Why does it seem that Americans have such poor driving skills?

I believe I have at least part of the answer.

For several decades we’ve been designing streets and roads and highways to be forgiving. The “forgiving road” is one that “forgives” the driver if the driver commits a driving error. That is, being reckless, or high-speed, or inattentive no longer is followed by the “punishment” of consequences such as crashing into something.

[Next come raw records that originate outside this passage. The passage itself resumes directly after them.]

//! HTTP client for the remote authority's `/entities` endpoints.

use std::time::Duration;

use async_trait::async_trait;
use reqwest::{StatusCode, Url};
use serde::Deserialize;

use crate::config::EngineConfig;
use crate::models::{Record, RecordId};
use crate::util::{is_http_url, normalize_text_option};

use super::{RemoteAuthority, RemoteError, RemoteResult};

#[derive(Clone)]
pub struct HttpRemote {
    base_url: Url,
    token: Option<String>,
    client: reqwest::Client,
}

impl std::fmt::Debug for HttpRemote {
    fn fmt(&self, formatter: &mut std::fmt::Formatter<'_>) -> std::fmt::Result {
        formatter
            .debug_struct("HttpRemote")
            .field("base_url", &self.base_url.as_str())
            .field("token", &self.token.as_ref().map(|_| "[REDACTED]"))
            .finish_non_exhaustive()
    }
}

impl HttpRemote {
    pub fn new(
        base_url: impl Into<String>,
        token: Option<String>,
        timeout: Duration,
    ) -> RemoteResult<Self> {
        let base_url = normalize_base_url(base_url.into())?;
        Ok(Self {
            base_url,
            token: normalize_text_option(token),
            client: reqwest::Client::builder().timeout(timeout).build()?,
        })
    }

    /// Build a client from engine configuration; `remote_url` is required.
    pub fn from_config(config: &EngineConfig) -> RemoteResult<Self> {
        let base_url = config.remote_url.clone().ok_or_else(|| {
            RemoteError::InvalidConfiguration("remote_url is not configured".to_string())
        })?;
        Self::new(base_url, config.remote_token.clone(), config.request_timeout())
    }

    pub fn base_url(&self) -> &str {
        self.base_url.as_str()
    }

    fn url(&self, id: Option<&RecordId>) -> RemoteResult<Url> {
        let mut url = self.base_url.clone();
        {
            let mut segments = url.path_segments_mut().map_err(|()| {
                RemoteError::InvalidConfiguration("remote_url cannot be a base".to_string())
            })?;
            segments.pop_if_empty().push("entities");
            if let Some(id) = id {
                segments.push(id.value());
            }
        }
        Ok(url)
    }

    fn request(&self, method: reqwest::Method, url: Url) -> reqwest::RequestBuilder {
        let request = self
            .client
            .request(method, url)
            .header("Accept", "application/json");
        match &self.token {
            Some(token) => request.bearer_auth(token),
            None => request,
        }
    }

    async fn send(&self, request: reqwest::RequestBuilder) -> RemoteResult<reqwest::Response> {
        let response = request.send().await?;
        let status = response.status();
        if status.is_success() {
            return Ok(response);
        }

        let body = response.text().await.unwrap_or_default();
        Err(classify_status(status, &body))
    }

    async fn read_record(response: reqwest::Response) -> RemoteResult<Record> {
        let body = response.text().await?;
        let record: Record = serde_json::from_str(&body)
            .map_err(|error| RemoteError::InvalidPayload(error.to_string()))?;
        if record.id.is_temporary() {
            return Err(RemoteError::InvalidPayload(
                "authority returned a temporary id".to_string(),
            ));
        }
        Ok(record)
    }
}

#[async_trait]
impl RemoteAuthority for HttpRemote {
    async fn create(&self, record: &Record) -> RemoteResult<Record> {
        let request = self
            .request(reqwest::Method::POST, self.url(None)?)
            .json(&record.to_wire());
        let response = self.send(request).await?;
        Self::read_record(response).await
    }

    async fn fetch(&self, id: &RecordId) -> RemoteResult<Record> {
        let request = self.request(reqwest::Method::GET, self.url(Some(id))?);
        let response = self.send(request).await?;
        Self::read_record(response).await
    }

    async fn update(&self, record: &Record) -> RemoteResult<Record> {
        let request = self
            .request(reqwest::Method::PUT, self.url(Some(&record.id))?)
            .json(&record.to_wire());
        let response = self.send(request).await?;
        Self::read_record(response).await
    }

    async fn delete(&self, id: &RecordId) -> RemoteResult<()> {
        let request = self.request(reqwest::Method::DELETE, self.url(Some(id))?);
        self.send(request).await?;
        Ok(())
    }
}

#[derive(Debug, Deserialize)]
struct ApiErrorBody {
    error: Option<String>,
    message: Option<String>,
}

fn classify_status(status: StatusCode, body: &str) -> RemoteError {
    let message = parse_api_error(body);
    match status {
        StatusCode::NOT_FOUND => RemoteError::NotFound,
        StatusCode::REQUEST_TIMEOUT | StatusCode::TOO_MANY_REQUESTS => RemoteError::Server {
            status: status.as_u16(),
            message,
        },
        _ if status.is_server_error() => RemoteError::Server {
            status: status.as_u16(),
            message,
        },
        _ => RemoteError::Client {
            status: status.as_u16(),
            message,
        },
    }
}

fn parse_api_error(body: &str) -> String {
    if let Ok(payload) = serde_json::from_str::<ApiErrorBody>(body) {
        if let Some(message) = payload.message.or(payload.error) {
            return message.trim().to_string();
        }
    }

    let trimmed = body.trim();
    if trimmed.is_empty() {
        "no response body".to_string()
    } else {
        trimmed.to_string()
    }
}

fn normalize_base_url(raw: String) -> RemoteResult<Url> {
    let base_url = normalize_text_option(Some(raw)).ok_or_else(|| {
        RemoteError::InvalidConfiguration("remote_url must not be empty".to_string())
    })?;
    if !is_http_url(&base_url) {
        return Err(RemoteError::InvalidConfiguration(
            "remote_url must include http:// or https://".to_string(),
        ));
    }
    Url::parse(base_url.trim_end_matches('/'))
        .map_err(|error| RemoteError::InvalidConfiguration(error.to_string()))
}

#[cfg(test)]
mod tests {
    use super::*;

    fn remote(base: &str) -> HttpRemote {
        HttpRemote::new(base, None, Duration::from_secs(1)).unwrap()
    }

    #[test]
    fn normalize_base_url_rejects_invalid_values() {
        assert!(normalize_base_url(String::new()).is_err());
        assert!(normalize_base_url("   ".to_string()).is_err());
        assert!(normalize_base_url("ftp://example.com".to_string()).is_err());
        assert!(normalize_base_url("https://api.example.com/".to_string()).is_ok());
    }

    #[test]
    fn builds_entity_urls() {
        let remote = remote("https://api.example.com/v1/");
        assert_eq!(
            remote.url(None).unwrap().as_str(),
            "https://api.example.com/v1/entities"
        );
        assert_eq!(
            remote
                .url(Some(&RecordId::canonical("a b")))
                .unwrap()
                .as_str(),
            "https://api.example.com/v1/entities/a%20b"
        );
    }

    #[test]
    fn classifies_status_codes() {
        assert!(matches!(
            classify_status(StatusCode::NOT_FOUND, ""),
            RemoteError::NotFound
        ));
        assert!(classify_status(StatusCode::BAD_GATEWAY, "").is_transient());
        assert!(classify_status(StatusCode::TOO_MANY_REQUESTS, "").is_transient());
        let rejected = classify_status(
            StatusCode::UNPROCESSABLE_ENTITY,
            r#"{"message":"date is invalid"}"#,
        );
        assert!(!rejected.is_transient());
        assert_eq!(rejected.to_string(), "Request rejected: date is invalid (422)");
    }

    #[test]
    fn debug_redacts_token() {
        let remote = HttpRemote::new(
            "https://api.example.com",
            Some("secret".to_string()),
            Duration::from_secs(1),
        )
        .unwrap();
        let debug = format!("{remote:?}");
        assert!(debug.contains("[REDACTED]"));
        assert!(!debug.contains("secret"));
    }
}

We’ve done enormous forgivingwork pulling buildings, parked cars, pedestrians, bicyclists, trees and other “obstructions” out of the way so that even an unskilled motorist can travel at high speeds without crashing into something.

This was thought to be a way to promote “safety.”

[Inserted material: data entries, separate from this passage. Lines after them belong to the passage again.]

//! Data models for kinen

mod conflict;
mod mutation;
mod record;
mod sync_log;

pub use conflict::{
    Conflict, ConflictStatus, FieldConflict, ManualChoice, ResolutionRule, ResolutionStrategy,
    ResolvedBy,
};
pub use mutation::{
    MutationAction, MutationId, MutationPayload, NewMutation, PendingMutation, PRIORITY_HIGH,
    PRIORITY_NORMAL,
};
pub use record::{Record, RecordId};
pub use sync_log::{SyncLogEntry, SyncOutcome};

The hidden agenda for many, I believe, is to promote high speed travel by large volumes of car traffic.

Of course, what many of us now realize is that such a design promotes reckless, high-speed, inattentive driving because human psychology is such that a person tends to drive at the highest speed that still feels safe.

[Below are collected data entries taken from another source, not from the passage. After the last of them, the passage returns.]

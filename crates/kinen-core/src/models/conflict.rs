//! Sync conflict model

use std::fmt;
use std::str::FromStr;

use chrono::{DateTime, Utc};
use serde::{Deserialize, Serialize};
use serde_json::Value;
use uuid::Uuid;

use super::record::Record;

/// How a single field divergence is settled
#[derive(Debug, Clone, Copy, PartialEq, Eq, Hash, Serialize, Deserialize)]
#[serde(rename_all = "lowercase")]
pub enum ResolutionStrategy {
    /// Keep the local value
    Local,
    /// Take the server value
    Server,
    /// Take whichever side changed the field most recently
    Latest,
    /// Combine both values (type-specific)
    Merge,
    /// Leave the conflict for the user
    Manual,
}

impl ResolutionStrategy {
    pub const fn as_str(self) -> &'static str {
        match self {
            Self::Local => "local",
            Self::Server => "server",
            Self::Latest => "latest",
            Self::Merge => "merge",
            Self::Manual => "manual",
        }
    }
}

impl fmt::Display for ResolutionStrategy {
    fn fmt(&self, f: &mut fmt::Formatter<'_>) -> fmt::Result {
        f.write_str(self.as_str())
    }
}

impl FromStr for ResolutionStrategy {
    type Err = String;

    fn from_str(s: &str) -> Result<Self, Self::Err> {
        match s.trim().to_ascii_lowercase().as_str() {
            "local" => Ok(Self::Local),
            "server" => Ok(Self::Server),
            "latest" => Ok(Self::Latest),
            "merge" => Ok(Self::Merge),
            "manual" => Ok(Self::Manual),
            other => Err(format!("unknown resolution strategy '{other}'")),
        }
    }
}

/// Per-field resolution policy
#[derive(Debug, Clone, PartialEq, Eq, Serialize, Deserialize)]
pub struct ResolutionRule {
    pub field: String,
    pub strategy: ResolutionStrategy,
    /// Higher wins when several rules name the same field
    #[serde(default)]
    pub priority: i32,
}

impl ResolutionRule {
    pub fn new(field: impl Into<String>, strategy: ResolutionStrategy) -> Self {
        Self {
            field: field.into(),
            strategy,
            priority: 0,
        }
    }
}

/// Lifecycle of a conflict
#[derive(Debug, Clone, Copy, PartialEq, Eq, Hash, Serialize, Deserialize)]
#[serde(rename_all = "kebab-case")]
pub enum ConflictStatus {
    Pending,
    Resolved,
    AutoResolved,
}

impl ConflictStatus {
    pub const fn as_str(self) -> &'static str {
        match self {
            Self::Pending => "pending",
            Self::Resolved => "resolved",
            Self::AutoResolved => "auto-resolved",
        }
    }

    pub const fn is_terminal(self) -> bool {
        !matches!(self, Self::Pending)
    }
}

impl fmt::Display for ConflictStatus {
    fn fmt(&self, f: &mut fmt::Formatter<'_>) -> fmt::Result {
        f.write_str(self.as_str())
    }
}

impl FromStr for ConflictStatus {
    type Err = String;

    fn from_str(s: &str) -> Result<Self, Self::Err> {
        match s {
            "pending" => Ok(Self::Pending),
            "resolved" => Ok(Self::Resolved),
            "auto-resolved" => Ok(Self::AutoResolved),
            other => Err(format!("unknown conflict status '{other}'")),
        }
    }
}

/// Who settled a conflict
#[derive(Debug, Clone, Copy, PartialEq, Eq, Serialize, Deserialize)]
#[serde(rename_all = "lowercase")]
pub enum ResolvedBy {
    System,
    User,
}

/// Which record a user keeps when settling a conflict by hand
#[derive(Debug, Clone, PartialEq)]
pub enum ManualChoice {
    Local,
    Server,
    Custom(Record),
}

/// One diverging field
#[derive(Debug, Clone, PartialEq, Serialize, Deserialize)]
pub struct FieldConflict {
    pub field: String,
    pub local_value: Value,
    pub server_value: Value,
    pub local_timestamp: DateTime<Utc>,
    pub server_timestamp: DateTime<Utc>,
}

/// Divergence between a queued local update and the remote authority's copy
#[derive(Debug, Clone, PartialEq, Serialize, Deserialize)]
pub struct Conflict {
    pub id: String,
    pub entity_type: String,
    pub entity_id: String,
    pub entity_name: String,
    pub fields: Vec<FieldConflict>,
    pub local: Record,
    pub server: Record,
    pub status: ConflictStatus,
    #[serde(default)]
    pub strategy: Option<ResolutionStrategy>,
    /// Record produced by resolution, when resolved
    #[serde(default)]
    pub resolved_record: Option<Record>,
    pub created_at: DateTime<Utc>,
    #[serde(default)]
    pub resolved_at: Option<DateTime<Utc>>,
    #[serde(default)]
    pub resolved_by: Option<ResolvedBy>,
}

impl Conflict {
    /// New pending conflict between `local` and `server`
    pub fn new(local: Record, server: Record, fields: Vec<FieldConflict>) -> Self {
        Self {
            id: Uuid::now_v7().to_string(),
            entity_type: local.entity_type.clone(),
            entity_id: local.id.to_string(),
            entity_name: local.display_name(),
            fields,
            local,
            server,
            status: ConflictStatus::Pending,
            strategy: None,
            resolved_record: None,
            created_at: Utc::now(),
            resolved_at: None,
            resolved_by: None,
        }
    }

    pub fn field_names(&self) -> Vec<&str> {
        self.fields.iter().map(|field| field.field.as_str()).collect()
    }

    /// Message used for the `data-conflict` event
    pub fn message(&self) -> String {
        format!(
            "'{}' was changed on another device ({})",
            self.entity_name,
            self.field_names().join(", ")
        )
    }

    pub(crate) fn mark_resolved(
        &mut self,
        status: ConflictStatus,
        strategy: ResolutionStrategy,
        by: ResolvedBy,
        record: Record,
    ) {
        self.status = status;
        self.strategy = Some(strategy);
        self.resolved_by = Some(by);
        self.resolved_at = Some(Utc::now());
        self.resolved_record = Some(record);
    }
}

#[cfg(test)]
mod tests {
    use super::*;

    #[test]
    fn strategy_parses_case_insensitively() {
        assert_eq!(
            "Merge".parse::<ResolutionStrategy>().unwrap(),
            ResolutionStrategy::Merge
        );
        assert!("coin-flip".parse::<ResolutionStrategy>().is_err());
    }

    #[test]
    fn status_uses_kebab_case() {
        assert_eq!(
            serde_json::to_string(&ConflictStatus::AutoResolved).unwrap(),
            "\"auto-resolved\""
        );
        assert_eq!(
            "auto-resolved".parse::<ConflictStatus>().unwrap(),
            ConflictStatus::AutoResolved
        );
        assert!(!ConflictStatus::Pending.is_terminal());
        assert!(ConflictStatus::Resolved.is_terminal());
    }

    #[test]
    fn new_conflict_is_pending_and_named() {
        let local = Record::new("anniversary").with_field("name", "Wedding");
        let server = local.clone();
        let conflict = Conflict::new(local, server, Vec::new());

        assert_eq!(conflict.status, ConflictStatus::Pending);
        assert_eq!(conflict.entity_name, "Wedding");
        assert!(conflict.resolved_by.is_none());
    }
}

Since we tend to be busy and in a hurry, forgiving roads deliver lots of motorists who drive as fast as they can and multi-task while driving (drink coffee, talk on the cell phone, read, etc).

The result is an increase in crashes due to speeding, inattentiveness, and recklessness. Ironically, motorist safety declines, because the forgiving road condition motorists to be less attentive.

Is it any wonder that we are seeing what I believe is a growing number of inept American motorists throughout the nation?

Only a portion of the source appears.